Rodney gazes long over the board before him. His white ear buds continue the long drone of dark ambience. “A flush is so within his range. I should’ve shipped it on the goddamn flop. He’s probably sitting on king-queen of hearts and is gonna snap me off instantly. Why the fuck didn’t I get up?” Rodney grabs five red chips. “All in,” he exclaims as he sets the chips over the line.

“Player is all-in” announces Connor.

“Call” announces the dark hooded player as he immediately turns over the king and queen of hearts for the nut flush.

“Shit, nice hand,” exclaims Rodney as he turns over his set of tens. The original under-the-gun player winces in pain as a few others also voice their surprise at the massive cooler on display. Connor knuckles the table and burns a card off the top of the deck.

“Hold one time,” exclaims the dark hooded player with an anxious look in his eyes.

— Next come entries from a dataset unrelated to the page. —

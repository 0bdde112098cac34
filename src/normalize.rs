//! Attribute Normalization
//!
//! IDD attribute values arrive from the dictionary parser as JSON values
//! whose shape shifts with cardinality: a bare string, or a list wrapping
//! one string, or (for the handful of genuinely multi-valued attributes)
//! a list of several strings. These rules collapse that into typed data
//! once, at ingestion, so everything downstream sees strict models.
//!
//! Each rule returns a plain `NormalizeError` reason; callers attach the
//! offending type and field names when converting to `SchemaError`.

use serde_json::Value;

/// Reason a raw attribute value failed normalization
#[derive(Debug, Clone, PartialEq, Eq)]
pub struct NormalizeError(pub String);

impl std::fmt::Display for NormalizeError {
    fn fmt(&self, f: &mut std::fmt::Formatter<'_>) -> std::fmt::Result {
        write!(f, "{}", self.0)
    }
}

fn as_str(value: &Value) -> Result<&str, NormalizeError> {
    value
        .as_str()
        .ok_or_else(|| NormalizeError(format!("expected a string value, got {value}")))
}

/// Collapse a bare string or singleton list to one string.
///
/// Lists longer than one element are tolerated only when every element is
/// identical; the dictionary source occasionally duplicates values like
/// `units: ["W", "W"]`.
pub fn singleton(value: &Value) -> Result<String, NormalizeError> {
    match value {
        Value::Array(items) => {
            let mut strs = Vec::with_capacity(items.len());
            for item in items {
                strs.push(as_str(item)?);
            }
            match strs.split_first() {
                None => Err(NormalizeError("list must hold exactly 1 item, not 0".into())),
                Some((first, rest)) => {
                    if rest.iter().all(|s| s == first) {
                        Ok((*first).to_string())
                    } else {
                        Err(NormalizeError(format!(
                            "list must hold exactly 1 item, not {} distinct items",
                            items.len()
                        )))
                    }
                }
            }
        }
        other => Ok(as_str(other)?.to_string()),
    }
}

/// Normalize a boolean-flag attribute.
///
/// A flag is encoded in the source as present-with-empty-string when true
/// and absent when false; the caller maps absence to `false`, this rule
/// maps presence. Any non-empty value on a flag is a validation failure.
pub fn flag(value: &Value) -> Result<bool, NormalizeError> {
    let v = singleton(value)?;
    if v.is_empty() {
        Ok(true)
    } else {
        Err(NormalizeError(format!(
            "boolean flag must carry an empty string, not '{v}'"
        )))
    }
}

/// Normalize a true multi-valued attribute (`key`, `object-list`,
/// `reference`, `validobjects`) to a list of strings. A bare string is
/// promoted to a one-element list.
pub fn string_list(value: &Value) -> Result<Vec<String>, NormalizeError> {
    match value {
        Value::Array(items) => items
            .iter()
            .map(|item| as_str(item).map(str::to_string))
            .collect(),
        other => Ok(vec![as_str(other)?.to_string()]),
    }
}

/// Join a multi-line text attribute (`memo`, `note`) with spaces.
pub fn joined(value: &Value) -> Result<String, NormalizeError> {
    Ok(string_list(value)?.join(" "))
}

Connor lays down the river card: five of hearts. “Oh, come the fuck on, Connor!” as the dark hooded player slams a hand down on the table before spinning his chair sideways and finally putting his hands in his face. Several players exhale in shock yet again.

“Full house. Tens over fives,” as Connor pushes the five of hearts, five of diamonds, ten of hearts and Rodney’s black tens out on the felt together.

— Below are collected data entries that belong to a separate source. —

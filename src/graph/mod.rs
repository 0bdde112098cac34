//! Reference graphs
//!
//! Two petgraph multigraphs derived from the same parsed inputs: the
//! schema graph relates object *types* ("field F of type A may reference
//! type B") and the instance graph relates concrete *objects* resolved by
//! name matching. They share type-name strings but nothing else.

pub mod diagnostics;
pub mod instance_graph;
pub mod schema_graph;

pub use diagnostics::{DiagnosticCode, DiagnosticItem, Diagnostics, Severity};
pub use instance_graph::{EdgeLabel, InstanceGraph, InstanceGraphBuilder};
pub use schema_graph::SchemaGraph;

“How much he got?” asks the hooded man as he reaches for his chip stack. Connor puts the five red chips back onto Rodney’s stack as he counts the neatly aligned towers.

“Eight-forty,” announces Connor. The hooded man removes four green chips and slides the rest of his stacks into the middle. Connor pushes the $2580 pot over to Rodney. Rodney slides a green and a red over to Connor and quickly begins racking up as the hooded man stands up and pockets his four remaining greens.

“Nice hand, man,” remarks the hooded man as he knuckles the table and walks away.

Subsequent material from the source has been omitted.